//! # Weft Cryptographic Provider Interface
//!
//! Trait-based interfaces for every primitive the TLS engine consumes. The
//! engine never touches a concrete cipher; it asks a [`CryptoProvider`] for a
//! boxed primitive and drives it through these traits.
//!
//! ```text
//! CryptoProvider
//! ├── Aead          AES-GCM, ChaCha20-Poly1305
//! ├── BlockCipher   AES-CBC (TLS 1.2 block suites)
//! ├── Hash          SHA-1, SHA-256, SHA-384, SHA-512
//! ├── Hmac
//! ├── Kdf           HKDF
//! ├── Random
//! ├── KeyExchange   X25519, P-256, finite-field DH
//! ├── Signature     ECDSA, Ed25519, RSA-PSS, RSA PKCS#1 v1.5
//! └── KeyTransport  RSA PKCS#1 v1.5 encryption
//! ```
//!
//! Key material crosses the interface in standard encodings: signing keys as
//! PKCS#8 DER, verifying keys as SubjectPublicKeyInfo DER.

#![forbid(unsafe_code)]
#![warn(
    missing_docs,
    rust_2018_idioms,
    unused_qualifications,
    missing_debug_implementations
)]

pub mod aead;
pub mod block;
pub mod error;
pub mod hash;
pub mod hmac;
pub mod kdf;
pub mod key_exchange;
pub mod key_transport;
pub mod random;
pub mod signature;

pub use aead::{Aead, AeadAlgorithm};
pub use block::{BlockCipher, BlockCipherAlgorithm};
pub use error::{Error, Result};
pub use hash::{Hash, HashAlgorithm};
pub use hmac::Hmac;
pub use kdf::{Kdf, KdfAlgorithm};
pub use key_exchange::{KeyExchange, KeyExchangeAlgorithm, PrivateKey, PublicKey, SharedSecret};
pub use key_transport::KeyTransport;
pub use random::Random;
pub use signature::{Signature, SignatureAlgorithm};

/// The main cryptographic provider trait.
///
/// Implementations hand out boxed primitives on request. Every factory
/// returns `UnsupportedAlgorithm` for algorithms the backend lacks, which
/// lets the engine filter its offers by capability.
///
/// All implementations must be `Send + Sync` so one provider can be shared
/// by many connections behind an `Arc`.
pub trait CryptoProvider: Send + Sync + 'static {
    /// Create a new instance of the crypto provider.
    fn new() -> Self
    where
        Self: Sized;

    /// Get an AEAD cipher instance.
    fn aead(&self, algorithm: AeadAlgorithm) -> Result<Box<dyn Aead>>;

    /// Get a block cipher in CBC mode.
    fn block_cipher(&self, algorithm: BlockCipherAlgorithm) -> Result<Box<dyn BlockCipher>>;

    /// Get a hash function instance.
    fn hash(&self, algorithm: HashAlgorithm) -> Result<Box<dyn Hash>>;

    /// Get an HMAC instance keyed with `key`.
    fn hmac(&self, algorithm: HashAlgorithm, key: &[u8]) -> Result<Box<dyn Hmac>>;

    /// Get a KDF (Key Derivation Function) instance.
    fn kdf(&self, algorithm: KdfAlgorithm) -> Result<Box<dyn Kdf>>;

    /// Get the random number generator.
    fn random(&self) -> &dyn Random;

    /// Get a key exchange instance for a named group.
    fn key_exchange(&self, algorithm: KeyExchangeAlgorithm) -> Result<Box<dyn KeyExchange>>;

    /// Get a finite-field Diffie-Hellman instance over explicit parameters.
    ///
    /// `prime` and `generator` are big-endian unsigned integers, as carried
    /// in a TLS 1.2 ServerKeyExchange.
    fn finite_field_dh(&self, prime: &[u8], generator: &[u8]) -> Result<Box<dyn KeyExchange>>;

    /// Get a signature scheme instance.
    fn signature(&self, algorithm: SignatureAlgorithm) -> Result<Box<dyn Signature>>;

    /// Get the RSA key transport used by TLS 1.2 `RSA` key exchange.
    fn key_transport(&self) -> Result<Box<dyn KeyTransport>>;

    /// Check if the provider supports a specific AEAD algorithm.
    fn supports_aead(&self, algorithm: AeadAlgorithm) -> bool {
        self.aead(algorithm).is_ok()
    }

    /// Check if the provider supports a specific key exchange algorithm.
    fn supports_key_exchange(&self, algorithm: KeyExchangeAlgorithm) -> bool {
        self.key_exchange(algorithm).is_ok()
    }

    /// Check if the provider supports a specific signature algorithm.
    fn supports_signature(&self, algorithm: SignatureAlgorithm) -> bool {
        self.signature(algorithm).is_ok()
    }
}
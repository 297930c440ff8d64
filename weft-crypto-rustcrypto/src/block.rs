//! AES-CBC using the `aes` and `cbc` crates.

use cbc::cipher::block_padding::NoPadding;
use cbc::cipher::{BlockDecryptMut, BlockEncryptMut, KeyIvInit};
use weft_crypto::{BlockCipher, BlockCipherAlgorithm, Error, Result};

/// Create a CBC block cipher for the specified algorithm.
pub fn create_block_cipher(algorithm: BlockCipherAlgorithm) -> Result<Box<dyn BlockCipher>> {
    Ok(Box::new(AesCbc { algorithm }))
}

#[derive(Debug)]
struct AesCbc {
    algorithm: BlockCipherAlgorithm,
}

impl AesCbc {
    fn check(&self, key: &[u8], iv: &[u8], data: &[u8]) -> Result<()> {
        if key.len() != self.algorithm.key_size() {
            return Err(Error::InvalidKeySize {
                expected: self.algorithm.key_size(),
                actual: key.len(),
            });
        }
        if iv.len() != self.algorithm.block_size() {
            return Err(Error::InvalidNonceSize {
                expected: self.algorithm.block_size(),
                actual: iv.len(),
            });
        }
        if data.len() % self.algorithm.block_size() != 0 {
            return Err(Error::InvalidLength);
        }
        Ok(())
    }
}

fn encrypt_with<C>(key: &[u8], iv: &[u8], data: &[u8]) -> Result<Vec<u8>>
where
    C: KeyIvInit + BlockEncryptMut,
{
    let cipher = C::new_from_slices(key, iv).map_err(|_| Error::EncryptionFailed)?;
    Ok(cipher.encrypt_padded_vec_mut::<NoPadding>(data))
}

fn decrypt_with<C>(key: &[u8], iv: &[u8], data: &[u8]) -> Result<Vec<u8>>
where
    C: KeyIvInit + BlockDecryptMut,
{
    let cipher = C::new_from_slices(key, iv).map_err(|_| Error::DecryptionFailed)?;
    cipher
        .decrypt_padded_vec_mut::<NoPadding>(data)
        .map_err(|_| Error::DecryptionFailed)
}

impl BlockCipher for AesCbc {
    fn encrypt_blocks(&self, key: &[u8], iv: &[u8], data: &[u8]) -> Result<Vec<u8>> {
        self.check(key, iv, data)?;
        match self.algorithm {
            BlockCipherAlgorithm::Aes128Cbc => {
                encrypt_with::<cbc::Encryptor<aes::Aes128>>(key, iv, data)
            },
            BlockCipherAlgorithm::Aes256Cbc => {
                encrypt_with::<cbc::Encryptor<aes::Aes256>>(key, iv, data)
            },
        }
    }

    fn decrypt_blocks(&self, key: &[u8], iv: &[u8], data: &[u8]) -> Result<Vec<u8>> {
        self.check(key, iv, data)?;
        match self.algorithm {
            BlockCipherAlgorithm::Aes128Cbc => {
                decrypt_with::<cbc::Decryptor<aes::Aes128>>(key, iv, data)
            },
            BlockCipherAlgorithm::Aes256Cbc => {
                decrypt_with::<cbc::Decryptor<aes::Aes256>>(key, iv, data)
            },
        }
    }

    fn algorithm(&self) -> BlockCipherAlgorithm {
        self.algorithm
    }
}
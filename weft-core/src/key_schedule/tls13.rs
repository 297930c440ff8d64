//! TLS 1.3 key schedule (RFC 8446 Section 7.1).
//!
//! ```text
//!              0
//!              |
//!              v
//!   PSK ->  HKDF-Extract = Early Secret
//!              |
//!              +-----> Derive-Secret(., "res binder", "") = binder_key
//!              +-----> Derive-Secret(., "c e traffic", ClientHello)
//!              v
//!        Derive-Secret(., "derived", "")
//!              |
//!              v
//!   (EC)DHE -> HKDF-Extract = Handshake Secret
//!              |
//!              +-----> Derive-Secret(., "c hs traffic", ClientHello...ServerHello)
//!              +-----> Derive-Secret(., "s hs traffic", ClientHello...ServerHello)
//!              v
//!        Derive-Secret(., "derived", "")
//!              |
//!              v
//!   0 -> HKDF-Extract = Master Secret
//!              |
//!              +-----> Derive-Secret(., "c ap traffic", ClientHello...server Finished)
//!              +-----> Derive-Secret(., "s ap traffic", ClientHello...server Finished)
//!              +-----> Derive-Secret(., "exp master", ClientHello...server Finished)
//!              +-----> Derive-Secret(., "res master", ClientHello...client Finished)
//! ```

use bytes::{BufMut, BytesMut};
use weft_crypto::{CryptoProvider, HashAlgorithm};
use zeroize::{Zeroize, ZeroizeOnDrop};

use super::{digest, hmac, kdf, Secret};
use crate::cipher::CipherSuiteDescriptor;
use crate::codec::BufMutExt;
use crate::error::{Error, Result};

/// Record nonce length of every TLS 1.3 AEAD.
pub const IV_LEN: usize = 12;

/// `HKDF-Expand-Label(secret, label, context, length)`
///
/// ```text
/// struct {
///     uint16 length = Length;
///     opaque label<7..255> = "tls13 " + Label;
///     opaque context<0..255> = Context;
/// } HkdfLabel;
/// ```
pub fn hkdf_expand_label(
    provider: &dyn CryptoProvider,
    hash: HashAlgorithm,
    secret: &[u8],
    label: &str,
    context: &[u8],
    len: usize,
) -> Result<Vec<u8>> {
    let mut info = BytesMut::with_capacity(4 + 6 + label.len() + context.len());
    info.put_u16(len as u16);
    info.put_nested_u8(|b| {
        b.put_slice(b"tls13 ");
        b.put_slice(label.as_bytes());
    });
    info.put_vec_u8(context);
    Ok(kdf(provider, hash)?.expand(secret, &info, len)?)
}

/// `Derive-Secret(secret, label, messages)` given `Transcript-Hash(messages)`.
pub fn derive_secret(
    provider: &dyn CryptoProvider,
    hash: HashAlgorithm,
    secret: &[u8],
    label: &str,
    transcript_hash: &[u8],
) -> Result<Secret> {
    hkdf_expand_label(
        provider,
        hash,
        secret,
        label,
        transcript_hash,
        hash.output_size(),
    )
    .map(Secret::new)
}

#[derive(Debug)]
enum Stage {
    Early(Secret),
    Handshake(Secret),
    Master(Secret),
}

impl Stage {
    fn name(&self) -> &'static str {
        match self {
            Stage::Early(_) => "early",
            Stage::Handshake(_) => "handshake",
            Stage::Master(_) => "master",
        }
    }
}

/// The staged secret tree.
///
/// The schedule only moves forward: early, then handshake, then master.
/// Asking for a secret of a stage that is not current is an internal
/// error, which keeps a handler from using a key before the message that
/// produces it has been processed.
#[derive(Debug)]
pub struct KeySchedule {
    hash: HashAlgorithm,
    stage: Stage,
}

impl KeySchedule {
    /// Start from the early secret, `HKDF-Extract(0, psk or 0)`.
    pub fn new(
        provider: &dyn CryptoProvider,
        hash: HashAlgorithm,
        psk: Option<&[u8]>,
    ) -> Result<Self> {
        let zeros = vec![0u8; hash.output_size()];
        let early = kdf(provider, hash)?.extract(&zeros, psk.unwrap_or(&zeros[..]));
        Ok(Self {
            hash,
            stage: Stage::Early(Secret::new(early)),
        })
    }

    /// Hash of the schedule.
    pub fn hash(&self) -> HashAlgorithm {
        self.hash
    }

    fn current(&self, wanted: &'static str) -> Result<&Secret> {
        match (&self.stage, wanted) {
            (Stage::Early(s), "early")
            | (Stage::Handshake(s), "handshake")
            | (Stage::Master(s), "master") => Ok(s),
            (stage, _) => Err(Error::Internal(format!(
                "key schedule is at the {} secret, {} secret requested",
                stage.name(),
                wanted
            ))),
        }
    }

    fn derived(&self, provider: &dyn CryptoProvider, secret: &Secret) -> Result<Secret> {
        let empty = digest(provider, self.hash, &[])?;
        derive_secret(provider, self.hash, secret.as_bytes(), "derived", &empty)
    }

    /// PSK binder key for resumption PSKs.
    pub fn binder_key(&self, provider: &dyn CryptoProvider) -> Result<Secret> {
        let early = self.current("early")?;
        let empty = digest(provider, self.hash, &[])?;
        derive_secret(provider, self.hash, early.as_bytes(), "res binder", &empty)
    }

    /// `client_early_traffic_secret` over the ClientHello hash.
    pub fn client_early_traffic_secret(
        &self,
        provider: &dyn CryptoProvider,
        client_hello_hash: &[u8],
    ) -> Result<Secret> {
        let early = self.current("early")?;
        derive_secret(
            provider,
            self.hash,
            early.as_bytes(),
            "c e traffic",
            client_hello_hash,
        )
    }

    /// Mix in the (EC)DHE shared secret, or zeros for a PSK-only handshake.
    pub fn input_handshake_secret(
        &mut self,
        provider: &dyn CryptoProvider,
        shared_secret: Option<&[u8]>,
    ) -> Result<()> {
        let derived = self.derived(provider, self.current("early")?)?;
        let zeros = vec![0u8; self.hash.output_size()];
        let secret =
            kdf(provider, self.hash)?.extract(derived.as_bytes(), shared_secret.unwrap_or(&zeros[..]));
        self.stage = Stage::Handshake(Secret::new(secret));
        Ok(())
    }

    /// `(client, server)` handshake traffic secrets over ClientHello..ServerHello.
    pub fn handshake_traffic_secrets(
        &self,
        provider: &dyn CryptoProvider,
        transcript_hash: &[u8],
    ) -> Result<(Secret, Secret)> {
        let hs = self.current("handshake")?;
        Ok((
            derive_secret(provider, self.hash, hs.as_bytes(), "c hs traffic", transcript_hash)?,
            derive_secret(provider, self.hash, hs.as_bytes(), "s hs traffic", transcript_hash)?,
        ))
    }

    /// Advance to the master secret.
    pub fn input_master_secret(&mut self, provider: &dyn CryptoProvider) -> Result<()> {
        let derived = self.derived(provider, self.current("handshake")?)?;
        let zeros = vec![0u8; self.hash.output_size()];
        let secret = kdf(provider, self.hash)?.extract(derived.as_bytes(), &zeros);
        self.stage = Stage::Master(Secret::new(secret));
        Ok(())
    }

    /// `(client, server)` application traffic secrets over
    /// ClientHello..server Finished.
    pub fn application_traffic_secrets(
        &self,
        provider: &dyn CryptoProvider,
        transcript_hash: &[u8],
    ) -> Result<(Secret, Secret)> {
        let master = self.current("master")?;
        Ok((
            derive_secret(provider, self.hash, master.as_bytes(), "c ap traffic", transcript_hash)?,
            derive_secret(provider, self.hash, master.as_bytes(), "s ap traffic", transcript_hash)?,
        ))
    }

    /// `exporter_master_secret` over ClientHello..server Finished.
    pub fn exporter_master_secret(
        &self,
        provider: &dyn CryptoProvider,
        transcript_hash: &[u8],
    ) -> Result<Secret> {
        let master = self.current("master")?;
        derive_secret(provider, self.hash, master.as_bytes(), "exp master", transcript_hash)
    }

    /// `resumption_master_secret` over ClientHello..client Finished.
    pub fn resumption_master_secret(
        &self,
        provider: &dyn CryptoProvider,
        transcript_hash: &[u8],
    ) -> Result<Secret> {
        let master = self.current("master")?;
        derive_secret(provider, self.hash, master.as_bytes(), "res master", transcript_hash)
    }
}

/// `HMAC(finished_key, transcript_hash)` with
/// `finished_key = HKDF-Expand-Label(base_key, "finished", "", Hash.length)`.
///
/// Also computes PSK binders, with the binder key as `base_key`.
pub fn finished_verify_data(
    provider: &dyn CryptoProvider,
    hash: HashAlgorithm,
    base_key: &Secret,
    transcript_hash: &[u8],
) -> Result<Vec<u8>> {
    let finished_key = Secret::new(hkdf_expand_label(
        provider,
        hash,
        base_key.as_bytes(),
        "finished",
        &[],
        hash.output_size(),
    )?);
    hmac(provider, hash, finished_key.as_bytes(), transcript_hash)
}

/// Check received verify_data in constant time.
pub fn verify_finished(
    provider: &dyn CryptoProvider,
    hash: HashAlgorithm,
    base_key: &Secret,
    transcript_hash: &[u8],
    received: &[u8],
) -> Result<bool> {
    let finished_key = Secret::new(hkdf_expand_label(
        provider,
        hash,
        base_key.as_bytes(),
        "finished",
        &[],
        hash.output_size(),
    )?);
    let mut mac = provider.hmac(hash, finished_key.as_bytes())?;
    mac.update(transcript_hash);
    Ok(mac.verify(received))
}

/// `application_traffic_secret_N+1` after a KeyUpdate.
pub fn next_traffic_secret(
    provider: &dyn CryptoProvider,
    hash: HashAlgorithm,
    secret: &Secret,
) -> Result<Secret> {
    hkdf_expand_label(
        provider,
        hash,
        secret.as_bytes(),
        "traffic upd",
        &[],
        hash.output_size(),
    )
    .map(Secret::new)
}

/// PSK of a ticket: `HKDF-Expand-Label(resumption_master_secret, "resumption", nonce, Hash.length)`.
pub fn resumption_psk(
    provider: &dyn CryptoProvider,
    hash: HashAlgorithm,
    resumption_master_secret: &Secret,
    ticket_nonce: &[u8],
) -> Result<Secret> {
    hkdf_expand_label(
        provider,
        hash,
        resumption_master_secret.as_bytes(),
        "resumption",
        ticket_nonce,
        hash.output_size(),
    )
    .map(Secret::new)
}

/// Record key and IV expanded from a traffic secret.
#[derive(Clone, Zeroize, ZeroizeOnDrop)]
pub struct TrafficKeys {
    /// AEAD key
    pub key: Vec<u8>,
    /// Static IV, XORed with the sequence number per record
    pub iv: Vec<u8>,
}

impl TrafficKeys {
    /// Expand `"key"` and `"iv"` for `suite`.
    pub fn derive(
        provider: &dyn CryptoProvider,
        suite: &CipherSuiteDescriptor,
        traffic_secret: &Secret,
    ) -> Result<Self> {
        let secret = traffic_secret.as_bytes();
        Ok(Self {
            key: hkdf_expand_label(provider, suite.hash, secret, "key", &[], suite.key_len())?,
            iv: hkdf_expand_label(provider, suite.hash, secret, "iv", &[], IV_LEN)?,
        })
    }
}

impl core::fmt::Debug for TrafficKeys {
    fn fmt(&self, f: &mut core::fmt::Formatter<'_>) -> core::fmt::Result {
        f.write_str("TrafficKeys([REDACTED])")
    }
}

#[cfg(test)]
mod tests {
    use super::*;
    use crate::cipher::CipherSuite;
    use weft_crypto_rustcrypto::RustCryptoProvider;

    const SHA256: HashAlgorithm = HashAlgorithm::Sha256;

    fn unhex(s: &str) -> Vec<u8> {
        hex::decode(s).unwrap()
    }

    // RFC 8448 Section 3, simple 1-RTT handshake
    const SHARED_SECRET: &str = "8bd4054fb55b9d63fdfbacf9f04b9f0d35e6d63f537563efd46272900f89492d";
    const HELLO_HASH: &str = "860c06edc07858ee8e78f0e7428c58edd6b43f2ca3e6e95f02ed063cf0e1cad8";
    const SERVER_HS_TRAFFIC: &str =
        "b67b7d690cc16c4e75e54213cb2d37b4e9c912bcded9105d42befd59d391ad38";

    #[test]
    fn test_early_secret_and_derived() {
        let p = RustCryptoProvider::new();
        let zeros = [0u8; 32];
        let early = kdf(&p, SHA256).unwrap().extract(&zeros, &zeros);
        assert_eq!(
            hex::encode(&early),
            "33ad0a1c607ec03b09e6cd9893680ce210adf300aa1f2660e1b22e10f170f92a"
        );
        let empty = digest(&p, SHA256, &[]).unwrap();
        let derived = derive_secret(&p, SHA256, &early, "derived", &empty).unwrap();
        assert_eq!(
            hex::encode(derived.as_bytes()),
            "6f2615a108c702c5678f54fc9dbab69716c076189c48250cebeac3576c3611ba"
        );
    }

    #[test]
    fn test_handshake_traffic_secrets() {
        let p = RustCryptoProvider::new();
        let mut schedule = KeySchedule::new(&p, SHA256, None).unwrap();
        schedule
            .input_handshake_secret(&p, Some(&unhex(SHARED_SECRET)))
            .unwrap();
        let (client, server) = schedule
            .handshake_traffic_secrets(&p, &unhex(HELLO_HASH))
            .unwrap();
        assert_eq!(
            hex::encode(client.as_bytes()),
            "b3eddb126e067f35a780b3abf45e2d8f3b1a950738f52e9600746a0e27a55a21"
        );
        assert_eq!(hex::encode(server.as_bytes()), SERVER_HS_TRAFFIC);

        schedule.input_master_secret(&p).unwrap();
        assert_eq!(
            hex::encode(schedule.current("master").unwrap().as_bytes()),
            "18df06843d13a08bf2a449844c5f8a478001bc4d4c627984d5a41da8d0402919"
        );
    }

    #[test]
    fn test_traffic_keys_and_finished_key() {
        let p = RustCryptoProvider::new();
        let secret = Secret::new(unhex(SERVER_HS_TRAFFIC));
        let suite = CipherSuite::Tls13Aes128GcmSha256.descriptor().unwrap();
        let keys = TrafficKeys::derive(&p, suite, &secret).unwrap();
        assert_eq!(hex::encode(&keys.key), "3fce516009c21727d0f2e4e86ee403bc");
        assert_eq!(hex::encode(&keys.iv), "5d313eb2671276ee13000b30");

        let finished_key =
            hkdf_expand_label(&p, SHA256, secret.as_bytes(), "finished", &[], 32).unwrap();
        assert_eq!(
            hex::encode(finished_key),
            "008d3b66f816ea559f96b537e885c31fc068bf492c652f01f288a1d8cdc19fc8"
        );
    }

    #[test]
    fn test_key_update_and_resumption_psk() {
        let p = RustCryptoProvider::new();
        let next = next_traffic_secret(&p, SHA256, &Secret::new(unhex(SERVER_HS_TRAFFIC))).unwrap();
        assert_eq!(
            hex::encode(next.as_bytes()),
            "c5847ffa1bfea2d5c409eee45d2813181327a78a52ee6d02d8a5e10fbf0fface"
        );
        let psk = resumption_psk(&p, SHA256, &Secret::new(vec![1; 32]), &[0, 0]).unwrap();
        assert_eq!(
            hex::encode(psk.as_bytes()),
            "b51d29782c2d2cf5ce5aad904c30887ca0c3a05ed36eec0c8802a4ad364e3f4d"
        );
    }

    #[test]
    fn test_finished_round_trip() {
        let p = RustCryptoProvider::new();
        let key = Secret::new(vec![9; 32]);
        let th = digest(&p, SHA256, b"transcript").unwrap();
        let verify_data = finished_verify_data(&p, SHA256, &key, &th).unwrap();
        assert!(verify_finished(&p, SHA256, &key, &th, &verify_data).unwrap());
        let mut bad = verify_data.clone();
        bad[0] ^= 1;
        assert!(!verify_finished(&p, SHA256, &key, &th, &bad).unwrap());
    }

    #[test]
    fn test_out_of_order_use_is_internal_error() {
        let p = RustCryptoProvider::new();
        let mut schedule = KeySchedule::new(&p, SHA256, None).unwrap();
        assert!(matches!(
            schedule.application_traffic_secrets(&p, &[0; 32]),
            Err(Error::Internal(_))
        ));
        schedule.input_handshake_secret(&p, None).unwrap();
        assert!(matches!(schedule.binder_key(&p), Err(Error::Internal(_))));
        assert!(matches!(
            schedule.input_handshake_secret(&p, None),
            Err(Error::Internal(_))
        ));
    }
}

__________________________________________________

In the material above, how many lines hold the string "ServerHello"? Give the number and nothing else.

» WRITTEN REPLY
3